Aspen Bancshares Eyes Rich Niches
The arrival of ski season finds Aspen Bancshares preparing to build its home market while planning expansion to other well-heeled resort areas.
Flush with $4 million from an initial public offering last July, and convinced that the Colorado bank is operating in one of the nation's most recession-resistant locations, president Charles B. Israel said that over the next five years book value would double to $12 a share and that market value would triple to around $22.
A slope that steep would make Aspen, one of the country's most profitable community banks, an outstanding investment.
Shares Take Tumble
But even the bullish Mr. Israel acknowledges that the stock "has been laboring" lately. In recent weeks, it has fallen below the $7.50 it fetched in the IPO.
On Monday, the stock closed unchanged at $6.375.
Mr. Israel, who owns 5.3% of the shares, blames weak market performance on two factors: a shortage of analysts writing about the stock and a general "gloom-and-doom attitude among bankers" that obscures the industry's success stories and hurts the chances for growth and profits.

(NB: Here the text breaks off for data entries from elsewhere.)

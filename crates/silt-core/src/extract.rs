//! Reference extraction from rich-content snapshots.
//!
//! The reconciler consumes the [`ReferenceExtractor`] trait; the rich-text
//! pipeline that produced the HTML lives outside this crate. The default
//! [`MentionExtractor`] understands the `<mention-component …>` tags the
//! editor embeds in rendered HTML.

use std::collections::BTreeSet;
use std::sync::LazyLock;

use regex::Regex;
use serde::{Deserialize, Serialize};

use crate::model::kind::{EntityKind, ReferenceKind};

/// One cross-reference found in a document's content.
#[derive(Debug, Clone, PartialEq, Eq, PartialOrd, Ord, Hash, Serialize, Deserialize)]
pub struct ReferenceTriple {
    pub reference_id: String,
    pub target_entity_id: String,
    pub target_kind: EntityKind,
}

/// Extraction failure. Content that cannot be parsed will not parse on
/// redelivery either, so callers treat this as drop-and-log, never retry.
#[derive(Debug, Clone, PartialEq, Eq, thiserror::Error)]
pub enum ExtractError {
    #[error("mention tag missing required attribute '{attribute}'")]
    MissingAttribute { attribute: &'static str },
    #[error("mention tag has unknown target kind '{value}'")]
    UnknownTargetKind { value: String },
}

/// Parses rich-content HTML into the set of references of one kind.
pub trait ReferenceExtractor {
    /// Extract every reference of `kind` from `html`.
    ///
    /// # Errors
    ///
    /// Returns [`ExtractError`] if a mention tag of the requested kind is
    /// structurally incomplete.
    fn extract(
        &self,
        html: &str,
        kind: ReferenceKind,
    ) -> Result<BTreeSet<ReferenceTriple>, ExtractError>;
}

static MENTION_TAG: LazyLock<Regex> = LazyLock::new(|| {
    Regex::new(r"<mention-component\b([^>]*)>").expect("mention tag pattern is valid")
});
static ENTITY_NAME: LazyLock<Regex> = LazyLock::new(|| attr_pattern("entity_name"));
static ENTITY_IDENTIFIER: LazyLock<Regex> = LazyLock::new(|| attr_pattern("entity_identifier"));
static TARGET_IDENTIFIER: LazyLock<Regex> = LazyLock::new(|| attr_pattern("target_identifier"));
static TARGET_KIND: LazyLock<Regex> = LazyLock::new(|| attr_pattern("target_kind"));

fn attr_pattern(name: &str) -> Regex {
    Regex::new(&format!(r#"{name}\s*=\s*"([^"]*)""#)).expect("attribute pattern is valid")
}

fn attr<'a>(pattern: &Regex, tag_body: &'a str) -> Option<&'a str> {
    pattern
        .captures(tag_body)
        .and_then(|caps| caps.get(1))
        .map(|m| m.as_str())
}

/// Default extractor for editor-emitted mention tags, e.g.
///
/// ```html
/// <mention-component entity_name="user_mention" entity_identifier="u-1"
///                    target_identifier="issue-9" target_kind="issue"></mention-component>
/// ```
#[derive(Debug, Clone, Copy, Default)]
pub struct MentionExtractor;

impl MentionExtractor {
    #[must_use]
    pub const fn new() -> Self {
        Self
    }
}

impl ReferenceExtractor for MentionExtractor {
    fn extract(
        &self,
        html: &str,
        kind: ReferenceKind,
    ) -> Result<BTreeSet<ReferenceTriple>, ExtractError> {
        let mut found = BTreeSet::new();

        for caps in MENTION_TAG.captures_iter(html) {
            let body = caps.get(1).map_or("", |m| m.as_str());

            // Tags of other kinds are someone else's reconciliation pass.
            if attr(&ENTITY_NAME, body) != Some(kind.mention_name()) {
                continue;
            }

            let reference_id = attr(&ENTITY_IDENTIFIER, body).ok_or(
                ExtractError::MissingAttribute {
                    attribute: "entity_identifier",
                },
            )?;
            let target_entity_id = attr(&TARGET_IDENTIFIER, body).ok_or(
                ExtractError::MissingAttribute {
                    attribute: "target_identifier",
                },
            )?;
            let target_raw = attr(&TARGET_KIND, body).ok_or(ExtractError::MissingAttribute {
                attribute: "target_kind",
            })?;
            let target_kind =
                target_raw
                    .parse::<EntityKind>()
                    .map_err(|_| ExtractError::UnknownTargetKind {
                        value: target_raw.to_string(),
                    })?;

            found.insert(ReferenceTriple {
                reference_id: reference_id.to_string(),
                target_entity_id: target_entity_id.to_string(),
                target_kind,
            });
        }

        Ok(found)
    }
}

These factors overshadow recent success with "Club 534," a program at Aspen's subsidiary, Pitkin County Bank and Trust Co., which caters to wealthy customers who are not year-round residents of the famed resort in the Rockies.
None of Aspen's competitors offer anything like Club 534, a concierge service for bank customers who maintain a minimum of $50,000 on deposit in a money market account. Among other services supplied to these depositors, the bank arranges for maintenance of second homes in Aspen, secures hotel and restaurant reservations during the crowded winter season, and hosts its own parties.

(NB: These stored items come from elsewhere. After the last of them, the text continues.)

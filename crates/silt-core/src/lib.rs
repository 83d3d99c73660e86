//! silt-core: background derived-state consolidators for a work tracker.
//!
//! Three consolidators maintain bounded, reconciled, eventually-consistent
//! secondary state from primary mutable documents: version history
//! ([`history`]), extracted cross-references ([`reconcile`]), and a capped
//! recently-visited index ([`recency`]). All three are driven by an
//! external at-least-once task queue through [`tasks`] and must tolerate
//! redelivery of identical arguments.
//!
//! # Conventions
//!
//! - **Errors**: `anyhow::Result` with `.context(...)` at fallible call
//!   sites; failure classification happens once, at the task boundary.
//! - **Logging**: `tracing` macros (`info!`, `warn!`, `error!`, `debug!`,
//!   `trace!`) with structured fields.

pub mod cache;
pub mod config;
pub mod db;
pub mod extract;
pub mod history;
pub mod model;
pub mod recency;
pub mod reconcile;
pub mod tasks;
//! Task boundary: payloads, enqueue helpers, and handlers.
//!
//! The task queue itself lives outside this crate and guarantees only
//! at-least-once delivery. Every handler here is therefore safe to invoke
//! more than once with identical arguments; that is a documented
//! precondition of the core, not an accident of middleware.
//!
//! Failure mapping (decided once, applied uniformly):
//! - vanished document → logged, [`Disposition::Dropped`], never retried
//! - malformed payload or content → logged, [`Disposition::Dropped`],
//!   never retried (retrying cannot succeed)
//! - store trouble → returned as `Err` so the queue's own
//!   retry-with-backoff policy takes over; no internal retries

use anyhow::{Context, Result};
use chrono::Utc;
use rusqlite::Connection;
use serde::{Deserialize, Serialize};

use crate::cache::SuppressionCache;
use crate::config::ConsolidatorConfig;
use crate::extract::{ExtractError, ReferenceExtractor};
use crate::history::{self, ConsolidateRequest};
use crate::model::kind::{EntityKind, ReferenceKind};
use crate::model::records::Snapshot;
use crate::recency::{self, VisitRequest};
use crate::reconcile::{self, ReconcileRequest};

// ---------------------------------------------------------------------------
// Payloads
// ---------------------------------------------------------------------------

/// Payload for one version-consolidation unit of work.
#[derive(Debug, Clone, PartialEq, Eq, Serialize, Deserialize)]
pub struct ConsolidateVersionTask {
    pub document_id: String,
    pub editor_id: String,
    pub previous: Option<Snapshot>,
    pub current: Snapshot,
    #[serde(default)]
    pub is_creation: bool,
}

/// Payload for one reference-reconciliation unit of work.
#[derive(Debug, Clone, PartialEq, Eq, Serialize, Deserialize)]
pub struct ReconcileReferencesTask {
    pub document_id: String,
    pub previous_html: Option<String>,
    pub current_html: String,
    pub kinds: Vec<ReferenceKind>,
}

/// Payload for one visit-recording unit of work.
#[derive(Debug, Clone, PartialEq, Eq, Serialize, Deserialize)]
pub struct RecordVisitTask {
    pub user_id: String,
    pub scope_id: String,
    pub entity_kind: EntityKind,
    pub entity_id: String,
}

/// Wire envelope the queue carries; tagged so workers can dispatch on the
/// task name alone.
#[derive(Debug, Clone, PartialEq, Eq, Serialize, Deserialize)]
#[serde(tag = "task", rename_all = "snake_case")]
pub enum TaskEnvelope {
    ConsolidateVersion(ConsolidateVersionTask),
    ReconcileReferences(ReconcileReferencesTask),
    RecordVisit(RecordVisitTask),
}

// ---------------------------------------------------------------------------
// Seams
// ---------------------------------------------------------------------------

/// The external at-least-once task queue, as seen from the API layer.
pub trait TaskQueue {
    /// Hand a task to the delivery mechanism. Fire-and-forget: delivery,
    /// scheduling and retry are the queue's business.
    ///
    /// # Errors
    ///
    /// Returns an error if the task could not be accepted.
    fn enqueue(&self, envelope: TaskEnvelope) -> Result<()>;
}

/// Existence probe against the externally-owned primary document store.
///
/// A document can vanish between enqueue and processing; handlers treat
/// that as a benign no-op rather than an error.
pub trait DocumentDirectory {
    /// Whether the primary document still exists.
    ///
    /// # Errors
    ///
    /// Returns an error if the primary store cannot be reached; the queue
    /// retries the whole unit of work.
    fn document_exists(&self, document_id: &str) -> Result<bool>;
}

/// Directory for deployments that do not wire up a primary-store probe.
#[derive(Debug, Clone, Copy, Default)]
pub struct AssumePresent;

impl DocumentDirectory for AssumePresent {
    fn document_exists(&self, _document_id: &str) -> Result<bool> {
        Ok(true)
    }
}

// ---------------------------------------------------------------------------
// Enqueue helpers (inbound interface for the API layer)
// ---------------------------------------------------------------------------

/// Enqueue version consolidation after a successful document mutation.
///
/// # Errors
///
/// Returns an error if the queue refuses the task.
pub fn enqueue_consolidate_version(
    queue: &dyn TaskQueue,
    document_id: &str,
    editor_id: &str,
    previous: Option<Snapshot>,
    current: Snapshot,
    is_creation: bool,
) -> Result<()> {
    queue.enqueue(TaskEnvelope::ConsolidateVersion(ConsolidateVersionTask {
        document_id: document_id.to_string(),
        editor_id: editor_id.to_string(),
        previous,
        current,
        is_creation,
    }))
}

/// Enqueue reference reconciliation after a successful document mutation.
///
/// # Errors
///
/// Returns an error if the queue refuses the task.
pub fn enqueue_reconcile_references(
    queue: &dyn TaskQueue,
    document_id: &str,
    previous_html: Option<String>,
    current_html: String,
    kinds: Vec<ReferenceKind>,
) -> Result<()> {
    queue.enqueue(TaskEnvelope::ReconcileReferences(ReconcileReferencesTask {
        document_id: document_id.to_string(),
        previous_html,
        current_html,
        kinds,
    }))
}

/// Enqueue visit recording after a successful entity view.
///
/// # Errors
///
/// Returns an error if the queue refuses the task.
pub fn enqueue_record_visit(
    queue: &dyn TaskQueue,
    user_id: &str,
    scope_id: &str,
    entity_kind: EntityKind,
    entity_id: &str,
) -> Result<()> {
    queue.enqueue(TaskEnvelope::RecordVisit(RecordVisitTask {
        user_id: user_id.to_string(),
        scope_id: scope_id.to_string(),
        entity_kind,
        entity_id: entity_id.to_string(),
    }))
}

// ---------------------------------------------------------------------------
// Worker side
// ---------------------------------------------------------------------------

/// Terminal result of one task invocation, from the queue's perspective.
///
/// `Err` from a handler means "retry later"; a `Disposition` is final.
#[derive(Debug, Clone, Copy, PartialEq, Eq)]
pub enum Disposition {
    /// Work applied (or idempotently re-applied).
    Done,
    /// Benign or unrecoverable event, logged and discarded.
    Dropped,
}

/// One worker's view of the consolidator core: a store connection plus the
/// injected seams. Holds no other state between invocations.
pub struct TaskRuntime {
    conn: Connection,
    cache: Box<dyn SuppressionCache>,
    extractor: Box<dyn ReferenceExtractor>,
    documents: Box<dyn DocumentDirectory>,
    config: ConsolidatorConfig,
}

impl TaskRuntime {
    #[must_use]
    pub fn new(
        conn: Connection,
        cache: Box<dyn SuppressionCache>,
        extractor: Box<dyn ReferenceExtractor>,
        documents: Box<dyn DocumentDirectory>,
        config: ConsolidatorConfig,
    ) -> Self {
        Self {
            conn,
            cache,
            extractor,
            documents,
            config,
        }
    }

    /// Decode and run one raw payload from the queue.
    ///
    /// Undecodable payloads are the `MalformedEvent` class: logged as an
    /// error and dropped, because redelivery cannot make them parse.
    ///
    /// # Errors
    ///
    /// Returns an error only for store trouble, which the queue retries.
    pub fn handle_json(&mut self, payload: &str) -> Result<Disposition> {
        match serde_json::from_str::<TaskEnvelope>(payload) {
            Ok(envelope) => self.handle(envelope),
            Err(error) => {
                tracing::error!(%error, "dropping malformed task payload");
                Ok(Disposition::Dropped)
            }
        }
    }

    /// Run one decoded task.
    ///
    /// # Errors
    ///
    /// Returns an error only for store trouble, which the queue retries.
    pub fn handle(&mut self, envelope: TaskEnvelope) -> Result<Disposition> {
        let now_us = Utc::now().timestamp_micros();
        self.handle_at(envelope, now_us)
    }

    /// [`Self::handle`] with an explicit wall clock, for deterministic
    /// tests and replays.
    ///
    /// # Errors
    ///
    /// Returns an error only for store trouble, which the queue retries.
    pub fn handle_at(&mut self, envelope: TaskEnvelope, now_us: i64) -> Result<Disposition> {
        match envelope {
            TaskEnvelope::ConsolidateVersion(task) => self.consolidate_version(&task, now_us),
            TaskEnvelope::ReconcileReferences(task) => self.reconcile_references(&task, now_us),
            TaskEnvelope::RecordVisit(task) => self.record_visit(&task, now_us),
        }
    }

    fn consolidate_version(
        &mut self,
        task: &ConsolidateVersionTask,
        now_us: i64,
    ) -> Result<Disposition> {
        if !self
            .documents
            .document_exists(&task.document_id)
            .context("probe document for version consolidation")?
        {
            tracing::info!(
                document_id = %task.document_id,
                "document vanished before version consolidation, dropping"
            );
            return Ok(Disposition::Dropped);
        }

        let req = ConsolidateRequest {
            document_id: task.document_id.clone(),
            editor_id: task.editor_id.clone(),
            previous: task.previous.clone(),
            current: task.current.clone(),
            is_creation: task.is_creation,
        };
        history::consolidate(&mut self.conn, &self.config.history_policy(), &req, now_us)?;
        Ok(Disposition::Done)
    }

    fn reconcile_references(
        &mut self,
        task: &ReconcileReferencesTask,
        now_us: i64,
    ) -> Result<Disposition> {
        if !self
            .documents
            .document_exists(&task.document_id)
            .context("probe document for reference reconciliation")?
        {
            tracing::info!(
                document_id = %task.document_id,
                "document vanished before reconciliation, dropping"
            );
            return Ok(Disposition::Dropped);
        }

        let req = ReconcileRequest {
            document_id: task.document_id.clone(),
            previous_html: task.previous_html.clone(),
            current_html: task.current_html.clone(),
            kinds: task.kinds.clone(),
        };
        match reconcile::reconcile(&mut self.conn, self.extractor.as_ref(), &req, now_us) {
            Ok(_) => Ok(Disposition::Done),
            Err(error) if error.downcast_ref::<ExtractError>().is_some() => {
                tracing::error!(
                    document_id = %task.document_id,
                    %error,
                    "dropping reconciliation for unparseable content"
                );
                Ok(Disposition::Dropped)
            }
            Err(error) => Err(error),
        }
    }

    fn record_visit(&mut self, task: &RecordVisitTask, now_us: i64) -> Result<Disposition> {
        let req = VisitRequest {
            user_id: task.user_id.clone(),
            scope_id: task.scope_id.clone(),
            entity_kind: task.entity_kind,
            entity_id: task.entity_id.clone(),
        };
        recency::record_visit(
            &mut self.conn,
            self.cache.as_ref(),
            &self.config.recency_policy(),
            &req,
            now_us,
        )?;
        Ok(Disposition::Done)
    }

    /// Read access to the underlying store, for the outbound query APIs.
    #[must_use]
    pub const fn store(&self) -> &Connection {
        &self.conn
    }
}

Mr. Israel said in a recent interview that the program "has attracted over $30 million in deposits while adding only 1 1/2 employees to the bank. We have lower costs per employee than the average bank, even though our pay is higher per employee than average."
The bank has 29 employees and earned pretax income of $72,000 per employee, ranking 31st in the nation last year, according to the American Banker's annual survey of community banks.
ROE Reaches 27.45%
It also ranked ninth in asset growth and 11th in profitability among large community banks. In 1990, assets were $80.8 million and return on equity was a robust 27.45%.
With the IPO proceeds Mr. Israel hopes to acquire banks in other resort towns, such as Jackson Hole, Wyo.
Mr. Israel is not a typical banker. A native New Yorker, he got his start in the management training program of R.H. Macy & Co., the department store operator.
Later he ran a garment manufacturing firm with his brother, and then sold out to move to Aspen. He invested in Pitkin County, which was begun in 1979 through a private placement of stock, and eventually became chief executive.
Most major bank stocks slipped another notch on Monday, with big California institutions leading the way, as nervous investors continued to worry about the the nation's economy. [Graph Data Omitted]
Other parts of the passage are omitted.